In the western world, historian David Vincent notes, privacy has always been a trade-off. People consent to give up part of their privacy in return for something else. Social security for instance – as in the case of the British Poor Law – has traditionally been a subject of ‘negotiation’, a matter of trading privacy for support. More recently, the process of qualifying for tenement housing required consenting to inspections of one’s current accommodations by civil servants. And obviously, the trade-off was never really on equal terms.
With the coming into force of the GDPR, one of the legislator’s intentions was to promote genuine equality. Consent has to be given without any form of pressure being applied and without refusal of consent having negative effects for the person involved. Consent must also be based on the data subject being fully informed. It must be based, in other words, on equality.

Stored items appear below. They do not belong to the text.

const END_SLACK_PX: f64 = 10.0;
const STEP_RATIO: f64 = 0.8;
pub const SETTLE_DELAY_MS: u32 = 300;

#[derive(Clone, Copy, Debug, PartialEq, Eq)]
pub enum StripDirection {
    Back,
    Forward,
}

/// Button availability for the horizontal preview strip.
#[derive(Clone, Copy, Debug, PartialEq, Eq)]
pub struct StripEdges {
    pub at_start: bool,
    pub at_end: bool,
}

impl StripEdges {
    pub fn measure(scroll_left: f64, scroll_width: f64, client_width: f64) -> Self {
        Self {
            at_start: scroll_left <= 0.0,
            at_end: scroll_left + client_width >= scroll_width - END_SLACK_PX,
        }
    }
}

pub fn scroll_step(client_width: f64, direction: StripDirection) -> f64 {
    let step = client_width * STEP_RATIO;
    match direction {
        StripDirection::Back => -step,
        StripDirection::Forward => step,
    }
}

#[cfg(test)]
mod tests {
    use super::*;

    #[test]
    fn edges_at_both_ends() {
        assert_eq!(
            StripEdges::measure(0.0, 1_000.0, 400.0),
            StripEdges {
                at_start: true,
                at_end: false
            }
        );
        assert_eq!(
            StripEdges::measure(595.0, 1_000.0, 400.0),
            StripEdges {
                at_start: false,
                at_end: true
            }
        );
    }

    #[test]
    fn step_is_most_of_the_width() {
        assert_eq!(scroll_step(500.0, StripDirection::Forward), 400.0);
        assert_eq!(scroll_step(500.0, StripDirection::Back), -400.0);
    }
}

But that is exactly what makes it so difficult to use consent as a legal basis for processing personal data in relations which, by definition, can never be totally equal. How equal is an employee to his employer, a student to his teacher? How equal, for that matter, is the consumer to an online service provider? It does not come as a surprise that supervisory authorities have expressed their reservations on the subject.
At first sight, the case of online service providers would appear to be the most straight-forward of the examples mentioned above, because consumers do have a choice of sourcing similar commercial services from another supplier. Right? Wrong. Especially in terms of the internet, by now there are multiple near-monopolists, like
Google, Facebook and Adobe. In dealing with these firms, opting for the refusal of consent means exclusion from services for which there are no real alternatives.

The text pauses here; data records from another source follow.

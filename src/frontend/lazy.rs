use std::cell::RefCell;
use std::rc::Rc;

use gloo::events::EventListener;
use web_sys::{Element, HtmlElement};

use super::dom::{self, Observer};
use crate::config::UiConfig;
use crate::diagnostics::{log_event, LogLevel};
use crate::lazy_media::{BackdropSurface, LazyMediaCoordinator, SlotId};
use crate::notify::{ModalBus, ModalRef};

const SLOT_ATTR: &str = "data-lazy-slot";
const REVEAL_THRESHOLD: f64 = 0.18;
const REVEAL_ROOT_MARGIN: &str = "0px 0px -10% 0px";

pub struct BackdropElement(HtmlElement);

impl BackdropSurface for BackdropElement {
    fn load(&mut self) -> bool {
        let Some(src) = self
            .0
            .get_attribute("data-gif")
            .filter(|src| !src.is_empty())
        else {
            return false;
        };

        dom::set_style(&self.0, "background-image", &format!("url({src})"));
        let _ = self.0.set_attribute("data-loaded", "true");
        true
    }

    fn unload(&mut self) {
        dom::set_style(&self.0, "background-image", "");
        let _ = self.0.set_attribute("data-loaded", "false");
    }
}

struct BackdropInner {
    coordinator: RefCell<LazyMediaCoordinator<BackdropElement>>,
    observer: RefCell<Option<Observer>>,
}

/// Shared handle to the page's deferred backgrounds. Islands rendered later
/// hand their own `[data-gif]` elements over through [`BackdropHandle::adopt`].
#[derive(Clone)]
pub struct BackdropHandle {
    inner: Rc<BackdropInner>,
}

impl PartialEq for BackdropHandle {
    fn eq(&self, other: &Self) -> bool {
        Rc::ptr_eq(&self.inner, &other.inner)
    }
}

impl BackdropHandle {
    pub fn install(
        config: &UiConfig,
        reduced_motion: bool,
        bus: &ModalBus,
    ) -> (Self, Option<EventListener>) {
        let inner = Rc::new(BackdropInner {
            coordinator: RefCell::new(LazyMediaCoordinator::new(reduced_motion)),
            observer: RefCell::new(None),
        });

        if !reduced_motion {
            let weak = Rc::downgrade(&inner);
            let observer = Observer::new(
                &config.lazy_root_margin(),
                config.lazy_threshold,
                move |entry, _| {
                    let Some(inner) = weak.upgrade() else {
                        return;
                    };
                    if let Some(slot) = slot_of(&entry.target()) {
                        inner
                            .coordinator
                            .borrow_mut()
                            .on_intersection(slot, entry.is_intersecting());
                    }
                },
            );
            if observer.is_none() {
                log_event(
                    LogLevel::Warn,
                    "lazy_observer_unavailable",
                    serde_json::json!({}),
                );
            }
            *inner.observer.borrow_mut() = observer;
        }

        let subscriber = Rc::downgrade(&inner);
        bus.subscribe(move |event| {
            if let Some(inner) = subscriber.upgrade() {
                inner.coordinator.borrow_mut().on_modal_event(event);
            }
        });

        let visibility = Rc::downgrade(&inner);
        let listener = dom::document().map(|document| {
            let target = document.clone();
            EventListener::new(&document, "visibilitychange", move |_| {
                let Some(inner) = visibility.upgrade() else {
                    return;
                };
                inner
                    .coordinator
                    .borrow_mut()
                    .on_visibility_change(target.hidden(), |surface| dom::in_viewport(&surface.0));
            })
        });

        let handle = Self { inner };
        for element in dom::html_elements(dom::query_all("[data-gif]")) {
            handle.adopt(element);
        }
        (handle, listener)
    }

    pub fn adopt(&self, element: HtmlElement) {
        if element.has_attribute(SLOT_ATTR) {
            return;
        }

        let modal = element
            .closest(".modal")
            .ok()
            .flatten()
            .map(|modal| ModalRef::new(modal.id()));

        let observed: Element = element.clone().into();
        let mut coordinator = self.inner.coordinator.borrow_mut();
        let slot = coordinator.register(BackdropElement(element), modal);
        let _ = observed.set_attribute(SLOT_ATTR, &slot.index().to_string());

        if coordinator.needs_observation(slot) {
            if let Some(observer) = self.inner.observer.borrow().as_ref() {
                observer.observe(&observed);
            }
        }
    }
}

fn slot_of(element: &Element) -> Option<SlotId> {
    element
        .get_attribute(SLOT_ATTR)?
        .parse::<usize>()
        .ok()
        .map(SlotId::from_index)
}

/// Adds `is-visible` to `[data-animate]` elements as they scroll into view.
#[derive(Clone)]
pub struct RevealHandle {
    observer: Rc<Option<Observer>>,
}

impl PartialEq for RevealHandle {
    fn eq(&self, other: &Self) -> bool {
        Rc::ptr_eq(&self.observer, &other.observer)
    }
}

impl RevealHandle {
    pub fn install() -> Self {
        let observer = Observer::new(REVEAL_ROOT_MARGIN, REVEAL_THRESHOLD, |entry, observer| {
            if entry.is_intersecting() {
                let target = entry.target();
                dom::toggle_class(&target, "is-visible", true);
                observer.unobserve(&target);
            }
        });

        let handle = Self {
            observer: Rc::new(observer),
        };
        handle.refresh();
        handle
    }

    /// Picks up elements rendered since the last scan.
    pub fn refresh(&self) {
        let Some(observer) = self.observer.as_ref() else {
            return;
        };
        for element in dom::query_all("[data-animate]:not(.is-visible)") {
            observer.observe(&element);
        }
    }
}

So, the key question seems to be whether giving or not giving consent is really an option we still have.
Well, there is hope. In a recent interpretation of standards on ‘cookie walls’, the Dutch Data Protection Authority ruled that access to (certain) websites should also be open to people choosing not to consent to the use of (certain) cookies. In cases, that is, where these websites offer public services or must be considered to operate from a position of (near-)monopoly. In these situations, there is no equality of relations and, as a result, consent is stripped of its validity. In relations which are fundamentally unequal, then, the key issue is no longer the ‘ability to choose’ but the definition of what exactly it is that consent may be asked for.
Obtaining consent… it all seemed so simple.